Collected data
————

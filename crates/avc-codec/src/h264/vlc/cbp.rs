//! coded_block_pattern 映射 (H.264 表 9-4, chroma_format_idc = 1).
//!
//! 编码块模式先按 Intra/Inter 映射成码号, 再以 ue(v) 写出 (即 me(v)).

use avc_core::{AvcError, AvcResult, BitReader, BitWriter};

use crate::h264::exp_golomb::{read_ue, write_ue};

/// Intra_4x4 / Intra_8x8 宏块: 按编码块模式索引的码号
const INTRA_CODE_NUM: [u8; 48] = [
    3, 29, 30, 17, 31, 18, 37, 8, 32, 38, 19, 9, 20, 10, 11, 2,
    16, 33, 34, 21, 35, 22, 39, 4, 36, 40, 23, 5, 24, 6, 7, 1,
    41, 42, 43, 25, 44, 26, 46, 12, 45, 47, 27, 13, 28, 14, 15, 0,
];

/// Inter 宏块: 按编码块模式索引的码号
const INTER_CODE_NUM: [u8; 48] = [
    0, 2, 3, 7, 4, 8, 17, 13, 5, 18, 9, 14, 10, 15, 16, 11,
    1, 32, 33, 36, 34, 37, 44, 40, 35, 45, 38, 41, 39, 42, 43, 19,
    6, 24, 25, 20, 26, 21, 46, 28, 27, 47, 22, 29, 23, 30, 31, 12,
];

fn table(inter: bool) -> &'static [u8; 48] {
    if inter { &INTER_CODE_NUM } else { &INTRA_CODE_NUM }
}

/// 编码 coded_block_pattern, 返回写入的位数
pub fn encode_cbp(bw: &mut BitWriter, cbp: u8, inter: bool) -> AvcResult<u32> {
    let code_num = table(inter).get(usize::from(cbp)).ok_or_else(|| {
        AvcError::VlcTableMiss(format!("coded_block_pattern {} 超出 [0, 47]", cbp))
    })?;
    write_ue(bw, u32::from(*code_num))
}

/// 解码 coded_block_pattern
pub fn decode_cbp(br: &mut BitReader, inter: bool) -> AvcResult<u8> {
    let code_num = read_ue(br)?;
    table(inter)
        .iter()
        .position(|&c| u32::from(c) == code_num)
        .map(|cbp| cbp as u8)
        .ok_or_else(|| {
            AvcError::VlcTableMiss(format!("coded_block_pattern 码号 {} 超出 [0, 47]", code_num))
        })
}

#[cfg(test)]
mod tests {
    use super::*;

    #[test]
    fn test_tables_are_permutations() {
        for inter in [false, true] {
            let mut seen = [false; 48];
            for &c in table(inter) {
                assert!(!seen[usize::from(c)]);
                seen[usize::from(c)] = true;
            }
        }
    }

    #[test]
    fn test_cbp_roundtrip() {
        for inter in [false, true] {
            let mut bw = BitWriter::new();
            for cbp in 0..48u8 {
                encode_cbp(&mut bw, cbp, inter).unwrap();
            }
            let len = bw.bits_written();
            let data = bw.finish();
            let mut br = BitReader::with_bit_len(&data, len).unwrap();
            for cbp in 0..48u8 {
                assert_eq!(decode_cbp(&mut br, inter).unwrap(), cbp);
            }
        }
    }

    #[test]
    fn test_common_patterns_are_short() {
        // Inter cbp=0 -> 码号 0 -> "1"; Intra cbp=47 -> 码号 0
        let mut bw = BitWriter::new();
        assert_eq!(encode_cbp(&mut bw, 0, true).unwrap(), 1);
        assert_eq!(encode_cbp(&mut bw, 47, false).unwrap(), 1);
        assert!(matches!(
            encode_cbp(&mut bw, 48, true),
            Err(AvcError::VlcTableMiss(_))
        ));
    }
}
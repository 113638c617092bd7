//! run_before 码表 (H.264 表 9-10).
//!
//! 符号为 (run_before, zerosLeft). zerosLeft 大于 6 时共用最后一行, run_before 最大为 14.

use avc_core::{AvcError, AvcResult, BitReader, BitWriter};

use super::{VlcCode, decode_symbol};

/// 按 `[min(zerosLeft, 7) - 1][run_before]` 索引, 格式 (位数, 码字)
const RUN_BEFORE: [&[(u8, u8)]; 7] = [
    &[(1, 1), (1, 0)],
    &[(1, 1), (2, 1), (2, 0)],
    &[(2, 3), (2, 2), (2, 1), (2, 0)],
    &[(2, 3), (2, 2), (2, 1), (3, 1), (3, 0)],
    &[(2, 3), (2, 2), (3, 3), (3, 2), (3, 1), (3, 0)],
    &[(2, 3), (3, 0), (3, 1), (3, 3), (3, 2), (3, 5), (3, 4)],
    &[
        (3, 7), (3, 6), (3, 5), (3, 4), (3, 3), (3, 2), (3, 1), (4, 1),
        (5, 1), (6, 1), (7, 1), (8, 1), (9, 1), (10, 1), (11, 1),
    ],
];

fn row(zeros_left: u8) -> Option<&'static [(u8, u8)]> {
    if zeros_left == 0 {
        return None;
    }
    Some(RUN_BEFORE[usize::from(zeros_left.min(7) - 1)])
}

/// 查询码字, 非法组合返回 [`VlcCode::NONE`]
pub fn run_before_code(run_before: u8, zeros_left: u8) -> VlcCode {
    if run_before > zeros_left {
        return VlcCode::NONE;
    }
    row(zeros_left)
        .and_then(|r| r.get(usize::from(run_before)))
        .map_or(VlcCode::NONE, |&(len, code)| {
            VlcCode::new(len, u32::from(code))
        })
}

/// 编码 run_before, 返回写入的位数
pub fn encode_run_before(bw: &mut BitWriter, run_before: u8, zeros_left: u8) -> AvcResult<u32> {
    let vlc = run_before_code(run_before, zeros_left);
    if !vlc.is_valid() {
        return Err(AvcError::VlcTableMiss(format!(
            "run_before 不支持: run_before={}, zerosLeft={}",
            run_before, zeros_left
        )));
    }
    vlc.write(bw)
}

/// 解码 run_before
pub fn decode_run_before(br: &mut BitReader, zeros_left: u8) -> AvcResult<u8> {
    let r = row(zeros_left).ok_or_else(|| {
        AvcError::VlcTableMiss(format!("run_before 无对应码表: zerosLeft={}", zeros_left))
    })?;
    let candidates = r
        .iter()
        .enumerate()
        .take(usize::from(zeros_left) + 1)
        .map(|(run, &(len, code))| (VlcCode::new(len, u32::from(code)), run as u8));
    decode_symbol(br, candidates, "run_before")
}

————

* **ABOUT THIS EXERCISE**
Every line above with the string "candidates" in it should be copied into the answer.

* **TASK RESPONSE**
    let candidates = r
    decode_symbol(br, candidates, "run_before")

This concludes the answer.